A 64-year-old man who lived in Hokkaido was referred to our hospital due to abnormalities in biliary enzymes. According to the findings from enhanced computed tomography and magnetic resource imaging of the abdomen, transthoracic echocardiography and serologic tests, he was diagnosed with hepatic AE with rupture into the pericardium. He underwent extended left hemi-hepatectomy with reconstruction of the inferior vena cava and opening of the pericardium with drainage as reduction surgery. Pathological examination revealed echinococcal infection in the pericardium as well as the liver. He started chemotherapy with 400 mg ABZ per Day 67 days after surgery. Although the surgical margin was positive in the pathological findings, he was alive 19 months later with no regrowth of the echinococcal lesion.

Conclusion

AE with cardiac involvement is extremely rare. Even if the complete removal of cardiac-involved AE is not possible, surgical debulking with lifelong ABZ treatment can successfully manage the disease.

Alveolar echinococcosis (AE) is a rare parasitic disease caused by Echinococcus multilocularis.
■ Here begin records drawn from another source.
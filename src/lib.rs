//! 幼儿园管理平台数据模型
//!
//! 基于 SeaORM 构建的表结构目录、关联注册表与持久化边界。
//!
//! # 架构
//! - `config`: 配置管理
//! - `entity`: SeaORM 数据库实体
//! - `errors`: 统一错误处理
//! - `models`: 枚举取值与 JSON 文档
//! - `registry`: 表结构与关联注册表、写入校验
//! - `runtime`: 运行时生命周期管理
//! - `services`: 需要事务的跨实体写入
//! - `storage`: 数据存储层（SeaORM）

pub mod config;
pub mod entity;
pub mod errors;
pub mod models;
pub mod registry;
pub mod runtime;
pub mod services;
pub mod storage;
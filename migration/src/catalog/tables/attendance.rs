//! 幼儿考勤与考勤变更记录

use crate::catalog::ColumnType::*;
use crate::catalog::DefaultValue::*;
use crate::catalog::{IndexSchema, TableSchema, col, enums, id};

pub(super) fn tables() -> Vec<TableSchema> {
    vec![attendances(), attendance_change_logs()]
}

fn attendances() -> TableSchema {
    TableSchema::define("Attendance", "attendances")
        .underscored()
        .paranoid()
        .comment("幼儿考勤表")
        .with_column(id())
        .with_column(col("studentId", Integer).not_null())
        .with_column(col("classId", Integer).not_null())
        .with_column(col("kindergartenId", Integer).not_null())
        .with_column(col("attendanceDate", Date).not_null())
        .with_column(
            col("status", Enum(enums::ATTENDANCE_STATUS))
                .not_null()
                .default(Str("present")),
        )
        .with_column(col("checkInTime", String(8)).comment("HH:MM:SS"))
        .with_column(col("checkOutTime", String(8)).comment("HH:MM:SS"))
        .with_column(col("temperature", Decimal(4, 1)).comment("摄氏度"))
        .with_column(col("healthStatus", String(50)))
        .with_column(col("notes", Text))
        .with_column(col("leaveReason", String(255)))
        .with_column(col("recordedBy", Integer))
        .index(IndexSchema::on(&["studentId", "attendanceDate"]).unique())
        .index(IndexSchema::on(&["kindergartenId", "attendanceDate"]))
        .index(IndexSchema::on(&["classId"]))
}

fn attendance_change_logs() -> TableSchema {
    TableSchema::define("AttendanceChangeLog", "attendance_change_logs")
        .underscored()
        .comment("考勤变更记录表")
        .with_column(id())
        .with_column(col("attendanceId", Integer).not_null())
        .with_column(col("changeType", Enum(enums::ATTENDANCE_CHANGE_TYPE)).not_null())
        .with_column(col("oldStatus", Enum(enums::ATTENDANCE_STATUS)))
        .with_column(col("newStatus", Enum(enums::ATTENDANCE_STATUS)))
        .with_column(col("oldData", Text).comment("JSON 变更前快照"))
        .with_column(col("newData", Text).comment("JSON 变更后快照"))
        .with_column(col("changeReason", String(500)))
        .with_column(col("changedBy", Integer).not_null())
        .index(IndexSchema::on(&["attendanceId"]))
        .index(IndexSchema::on(&["changedBy"]))
}
//! AI 用户设置与海报

use crate::catalog::ColumnType::*;
use crate::catalog::DefaultValue::*;
use crate::catalog::{Check, IndexSchema, TableSchema, col, enums, id};

pub(super) fn tables() -> Vec<TableSchema> {
    vec![
        ai_user_relations(),
        poster_categories(),
        poster_templates(),
        poster_elements(),
    ]
}

fn ai_user_relations() -> TableSchema {
    TableSchema::define("AIUserRelation", "ai_user_relations")
        .underscored()
        .comment("AI 用户关系表")
        .with_column(id())
        .with_column(col("userId", Integer).not_null().unique())
        .with_column(col("aiSettings", Text).comment("JSON AI 偏好设置"))
        .with_column(col("lastInteraction", DateTime))
        .with_column(
            col("status", Enum(enums::AI_RELATION_STATUS))
                .not_null()
                .default(Str("active")),
        )
}

fn poster_categories() -> TableSchema {
    TableSchema::define("PosterCategory", "poster_categories")
        .underscored()
        .sort_by("sortOrder")
        .comment("海报分类表")
        .with_column(id())
        .with_column(col("name", String(50)).not_null())
        .with_column(col("code", String(50)).not_null().unique())
        .with_column(col("description", String(255)))
        .with_column(col("icon", String(100)))
        .with_column(col("parentId", Integer))
        .with_column(col("sortOrder", Integer).not_null().default(Int(0)))
        .with_column(
            col("status", IntEnum(enums::SWITCH))
                .not_null()
                .default(Int(1)),
        )
}

fn poster_templates() -> TableSchema {
    TableSchema::define("PosterTemplate", "poster_templates")
        .underscored()
        .paranoid()
        .comment("海报模板表")
        .with_column(id())
        .with_column(col("categoryId", Integer).not_null())
        .with_column(col("name", String(100)).not_null())
        .with_column(col("description", Text))
        .with_column(
            col("width", Integer)
                .not_null()
                .default(Int(750))
                .check(Check::Min(1.0)),
        )
        .with_column(
            col("height", Integer)
                .not_null()
                .default(Int(1334))
                .check(Check::Min(1.0)),
        )
        .with_column(col("backgroundColor", String(20)))
        .with_column(col("backgroundImage", String(500)))
        .with_column(col("thumbnail", String(500)))
        .with_column(
            col("status", IntEnum(enums::SWITCH))
                .not_null()
                .default(Int(1)),
        )
        .with_column(
            col("usageCount", Integer)
                .not_null()
                .default(Int(0))
                .check(Check::Min(0.0)),
        )
        .with_column(col("creatorId", Integer))
        .with_column(col("kindergartenId", Integer))
        .index(IndexSchema::on(&["categoryId"]))
}

fn poster_elements() -> TableSchema {
    TableSchema::define("PosterElement", "poster_elements")
        .underscored()
        .sort_by("zIndex")
        .comment("海报元素表")
        .with_column(id())
        .with_column(col("templateId", Integer).not_null())
        .with_column(col("type", Enum(enums::POSTER_ELEMENT_TYPE)).not_null())
        .with_column(col("name", String(100)))
        .with_column(col("content", Text).comment("JSON 元素内容"))
        .with_column(col("style", Text).comment("JSON 元素样式"))
        .with_column(col("position", Text).comment("JSON 元素位置"))
        .with_column(col("zIndex", Integer).not_null().default(Int(0)))
        .with_column(col("locked", Boolean).not_null().default(Bool(false)))
        .index(IndexSchema::on(&["templateId"]))
}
This parasite introduces various patterns of hepatic lesions, and it is somewhat different from echinococcosis caused by Echinococcus granulosus, a hydatid species that is common worldwide [1]. Data from patients with single-organ involvement indicate that metacestodes initially establish themselves almost exclusively in the liver (approximately 99% of cases) and are rarely found in extrahepatic sites [2]. Later in the infection, metacestodes may spread from the liver to adjacent locations (abdomen, retroperitoneum, etc.) or to distant organs (lungs, brain, bones, etc.) [3]. Cardiac involvement of AE is very rare. It was reported that cardiac involvement AE may result from the direct extension of primary lesions located at the liver dome or from cysts entering the thorax via transdiaphragmatic lymphatic and vascular pathways that then rupture into the pleural cavity or mediastinum [4]. Once cardiac involvement occurs, the patient suffers from risks of arrhythmia, myocardial infarction, and cardiac tamponade, which are difficult to manage.

We present the case of a 64-year-old man from Hokkaido, Japan’s northernmost island, where AE is endemic, who was diagnosed with hepatic AE infiltrating the pericardium and was successfully treated with liver resection and adjuvant albendazole (ABZ). To our knowledge, this is the first case report of hepatic AE with cardiac involvement treated with liver resection and adjuvant ABZ.

A 64-year-old man was referred to our hospital with abnormalities in biliary enzymes. He lived in Hokkaido, Japan’s northernmost island, and had not been treated for chronic diseases, nor was he taking any medications permanently. He had a history of drinking well water. Although serum enzyme-linked immunosorbent assay (ELISA) with a hydatid cyst antibody was falsely positive for echinococcal infection, the Western blot examination indicated echinococcal infection (Table 1). Enhanced computed tomography (CT) scan showed a 19-cm cystic lesion with calcification in the liver. He was diagnosed with AE of the liver based on serological and radiological findings, and elective surgery was scheduled.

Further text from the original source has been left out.